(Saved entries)

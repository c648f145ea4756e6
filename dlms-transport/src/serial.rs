//! Serial port transport implementation

use crate::io::IoTransport;
use crate::stream::{StreamAccessor, TransportLayer, already_open, not_connected};
use async_trait::async_trait;
use dlms_core::{DlmsError, DlmsResult};
use std::fmt;
use std::time::Duration;
use tokio_serial::{SerialPort, SerialStream};

/// Serial port transport layer settings
#[derive(Debug, Clone)]
pub struct SerialSettings {
    pub port_name: String,
    pub baud_rate: u32,
    pub data_bits: tokio_serial::DataBits,
    pub stop_bits: tokio_serial::StopBits,
    pub parity: tokio_serial::Parity,
    pub flow_control: tokio_serial::FlowControl,
    pub timeout: Option<Duration>,
}

impl SerialSettings {
    /// 8N1 without flow control and a 30 second timeout
    pub fn new(port_name: impl Into<String>, baud_rate: u32) -> Self {
        Self {
            port_name: port_name.into(),
            baud_rate,
            data_bits: tokio_serial::DataBits::Eight,
            stop_bits: tokio_serial::StopBits::One,
            parity: tokio_serial::Parity::None,
            flow_control: tokio_serial::FlowControl::None,
            timeout: Some(Duration::from_secs(30)),
        }
    }

    /// IEC 62056-21 optical probe framing (7E1) used before switching to HDLC
    pub fn iec_62056_21(port_name: impl Into<String>) -> Self {
        Self {
            data_bits: tokio_serial::DataBits::Seven,
            parity: tokio_serial::Parity::Even,
            ..Self::new(port_name, 300)
        }
    }
}

/// Serial port transport layer implementation
pub struct SerialTransport {
    inner: Option<IoTransport<SerialStream>>,
    settings: SerialSettings,
}

impl fmt::Debug for SerialTransport {
    fn fmt(&self, f: &mut fmt::Formatter<'_>) -> fmt::Result {
        f.debug_struct("SerialTransport")
            .field("settings", &self.settings)
            .field("open", &self.inner.is_some())
            .finish()
    }
}

impl SerialTransport {
    pub fn new(settings: SerialSettings) -> Self {
        Self {
            inner: None,
            settings,
        }
    }

    pub fn settings(&self) -> &SerialSettings {
        &self.settings
    }

    /// Change the line speed of the open port
    pub fn set_baud_rate(&mut self, baud_rate: u32) -> DlmsResult<()> {
        let inner = self.inner.as_mut().ok_or_else(|| not_connected("Serial port"))?;
        inner
            .get_mut()
            .set_baud_rate(baud_rate)
            .map_err(|e| DlmsError::Configuration(format!("Failed to set baud rate {}: {}", baud_rate, e)))?;
        self.settings.baud_rate = baud_rate;
        Ok(())
    }

    /// Switch to 8N1 framing, as required once HDLC takes over the line
    pub fn set_eight_data_bits_no_parity(&mut self) -> DlmsResult<()> {
        let inner = self.inner.as_mut().ok_or_else(|| not_connected("Serial port"))?;
        let port = inner.get_mut();
        port.set_data_bits(tokio_serial::DataBits::Eight)
            .and_then(|_| port.set_parity(tokio_serial::Parity::None))
            .map_err(|e| DlmsError::Configuration(format!("Failed to reconfigure serial port: {}", e)))?;
        self.settings.data_bits = tokio_serial::DataBits::Eight;
        self.settings.parity = tokio_serial::Parity::None;
        Ok(())
    }

    fn stream(&mut self) -> DlmsResult<&mut IoTransport<SerialStream>> {
        self.inner.as_mut().ok_or_else(|| not_connected("Serial port"))
    }
}

#[async_trait]
impl TransportLayer for SerialTransport {
    async fn open(&mut self) -> DlmsResult<()> {
        if self.inner.is_some() {
            return Err(already_open());
        }

        let builder = tokio_serial::new(&self.settings.port_name, self.settings.baud_rate)
            .data_bits(self.settings.data_bits)
            .stop_bits(self.settings.stop_bits)
            .parity(self.settings.parity)
            .flow_control(self.settings.flow_control);

        let stream = SerialStream::open(&builder).map_err(|e| {
            DlmsError::Configuration(format!(
                "Failed to open serial port {}: {}",
                self.settings.port_name, e
            ))
        })?;

        self.inner = Some(IoTransport::with_timeout(stream, self.settings.timeout));
        Ok(())
    }
}

#[async_trait]
impl StreamAccessor for SerialTransport {
    async fn set_timeout(&mut self, timeout: Option<Duration>) -> DlmsResult<()> {
        self.settings.timeout = timeout;
        if let Some(inner) = self.inner.as_mut() {
            inner.set_timeout(timeout).await?;
        }
        Ok(())
    }

    async fn read(&mut self, buf: &mut [u8]) -> DlmsResult<usize> {
        self.stream()?.read(buf).await
    }

    async fn write(&mut self, buf: &[u8]) -> DlmsResult<usize> {
        self.stream()?.write(buf).await
    }

    async fn flush(&mut self) -> DlmsResult<()> {
        self.stream()?.flush().await
    }

    fn is_closed(&self) -> bool {
        self.inner.as_ref().is_none_or(|s| s.is_closed())
    }

    async fn close(&mut self) -> DlmsResult<()> {
        // the port is released when the stream is dropped
        self.inner = None;
        Ok(())
    }
}

#[cfg(test)]
mod tests {
    use super::*;

    #[test]
    fn test_serial_settings() {
        let settings = SerialSettings::new("/dev/ttyUSB0", 9600);
        assert_eq!(settings.port_name, "/dev/ttyUSB0");
        assert_eq!(settings.baud_rate, 9600);
        assert_eq!(settings.data_bits, tokio_serial::DataBits::Eight);
    }

    #[test]
    fn test_iec_settings_start_at_300_baud() {
        let settings = SerialSettings::iec_62056_21("/dev/ttyUSB0");
        assert_eq!(settings.baud_rate, 300);
        assert_eq!(settings.parity, tokio_serial::Parity::Even);
        assert_eq!(settings.data_bits, tokio_serial::DataBits::Seven);
    }

    #[test]
    fn test_baud_change_requires_open_port() {
        let mut transport = SerialTransport::new(SerialSettings::new("/dev/null", 300));
        assert!(transport.is_closed());
        assert!(transport.set_baud_rate(9600).is_err());
    }
}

• Work order
Exactly as they stand above, write out the entries.

• Answer box
repository c648f145ea4756e6
filename dlms-transport/src/serial.rs
//! Serial port transport implementation

use crate::io::IoTransport;
use crate::stream::{StreamAccessor, TransportLayer, already_open, not_connected};
use async_trait::async_trait;
use dlms_core::{DlmsError, DlmsResult};
use std::fmt;
use std::time::Duration;
use tokio_serial::{SerialPort, SerialStream};

/// Serial port transport layer settings
#[derive(Debug, Clone)]
pub struct SerialSettings {
    pub port_name: String,
    pub baud_rate: u32,
    pub data_bits: tokio_serial::DataBits,
    pub stop_bits: tokio_serial::StopBits,
    pub parity: tokio_serial::Parity,
    pub flow_control: tokio_serial::FlowControl,
    pub timeout: Option<Duration>,
}

impl SerialSettings {
    /// 8N1 without flow control and a 30 second timeout
    pub fn new(port_name: impl Into<String>, baud_rate: u32) -> Self {
        Self {
            port_name: port_name.into(),
            baud_rate,
            data_bits: tokio_serial::DataBits::Eight,
            stop_bits: tokio_serial::StopBits::One,
            parity: tokio_serial::Parity::None,
            flow_control: tokio_serial::FlowControl::None,
            timeout: Some(Duration::from_secs(30)),
        }
    }

    /// IEC 62056-21 optical probe framing (7E1) used before switching to HDLC
    pub fn iec_62056_21(port_name: impl Into<String>) -> Self {
        Self {
            data_bits: tokio_serial::DataBits::Seven,
            parity: tokio_serial::Parity::Even,
            ..Self::new(port_name, 300)
        }
    }
}

/// Serial port transport layer implementation
pub struct SerialTransport {
    inner: Option<IoTransport<SerialStream>>,
    settings: SerialSettings,
}

impl fmt::Debug for SerialTransport {
    fn fmt(&self, f: &mut fmt::Formatter<'_>) -> fmt::Result {
        f.debug_struct("SerialTransport")
            .field("settings", &self.settings)
            .field("open", &self.inner.is_some())
            .finish()
    }
}

impl SerialTransport {
    pub fn new(settings: SerialSettings) -> Self {
        Self {
            inner: None,
            settings,
        }
    }

    pub fn settings(&self) -> &SerialSettings {
        &self.settings
    }

    /// Change the line speed of the open port
    pub fn set_baud_rate(&mut self, baud_rate: u32) -> DlmsResult<()> {
        let inner = self.inner.as_mut().ok_or_else(|| not_connected("Serial port"))?;
        inner
            .get_mut()
            .set_baud_rate(baud_rate)
            .map_err(|e| DlmsError::Configuration(format!("Failed to set baud rate {}: {}", baud_rate, e)))?;
        self.settings.baud_rate = baud_rate;
        Ok(())
    }

    /// Switch to 8N1 framing, as required once HDLC takes over the line
    pub fn set_eight_data_bits_no_parity(&mut self) -> DlmsResult<()> {
        let inner = self.inner.as_mut().ok_or_else(|| not_connected("Serial port"))?;
        let port = inner.get_mut();
        port.set_data_bits(tokio_serial::DataBits::Eight)
            .and_then(|_| port.set_parity(tokio_serial::Parity::None))
            .map_err(|e| DlmsError::Configuration(format!("Failed to reconfigure serial port: {}", e)))?;
        self.settings.data_bits = tokio_serial::DataBits::Eight;
        self.settings.parity = tokio_serial::Parity::None;
        Ok(())
    }

    fn stream(&mut self) -> DlmsResult<&mut IoTransport<SerialStream>> {
        self.inner.as_mut().ok_or_else(|| not_connected("Serial port"))
    }
}

#[async_trait]
impl TransportLayer for SerialTransport {
    async fn open(&mut self) -> DlmsResult<()> {
        if self.inner.is_some() {
            return Err(already_open());
        }

        let builder = tokio_serial::new(&self.settings.port_name, self.settings.baud_rate)
            .data_bits(self.settings.data_bits)
            .stop_bits(self.settings.stop_bits)
            .parity(self.settings.parity)
            .flow_control(self.settings.flow_control);

        let stream = SerialStream::open(&builder).map_err(|e| {
            DlmsError::Configuration(format!(
                "Failed to open serial port {}: {}",
                self.settings.port_name, e
            ))
        })?;

        self.inner = Some(IoTransport::with_timeout(stream, self.settings.timeout));
        Ok(())
    }
}

#[async_trait]
impl StreamAccessor for SerialTransport {
    async fn set_timeout(&mut self, timeout: Option<Duration>) -> DlmsResult<()> {
        self.settings.timeout = timeout;
        if let Some(inner) = self.inner.as_mut() {
            inner.set_timeout(timeout).await?;
        }
        Ok(())
    }

    async fn read(&mut self, buf: &mut [u8]) -> DlmsResult<usize> {
        self.stream()?.read(buf).await
    }

    async fn write(&mut self, buf: &[u8]) -> DlmsResult<usize> {
        self.stream()?.write(buf).await
    }

    async fn flush(&mut self) -> DlmsResult<()> {
        self.stream()?.flush().await
    }

    fn is_closed(&self) -> bool {
        self.inner.as_ref().is_none_or(|s| s.is_closed())
    }

    async fn close(&mut self) -> DlmsResult<()> {
        // the port is released when the stream is dropped
        self.inner = None;
        Ok(())
    }
}

#[cfg(test)]
mod tests {
    use super::*;

    #[test]
    fn test_serial_settings() {
        let settings = SerialSettings::new("/dev/ttyUSB0", 9600);
        assert_eq!(settings.port_name, "/dev/ttyUSB0");
        assert_eq!(settings.baud_rate, 9600);
        assert_eq!(settings.data_bits, tokio_serial::DataBits::Eight);
    }

    #[test]
    fn test_iec_settings_start_at_300_baud() {
        let settings = SerialSettings::iec_62056_21("/dev/ttyUSB0");
        assert_eq!(settings.baud_rate, 300);
        assert_eq!(settings.parity, tokio_serial::Parity::Even);
        assert_eq!(settings.data_bits, tokio_serial::DataBits::Seven);
    }

    #[test]
    fn test_baud_change_requires_open_port() {
        let mut transport = SerialTransport::new(SerialSettings::new("/dev/null", 300));
        assert!(transport.is_closed());
        assert!(transport.set_baud_rate(9600).is_err());
    }
}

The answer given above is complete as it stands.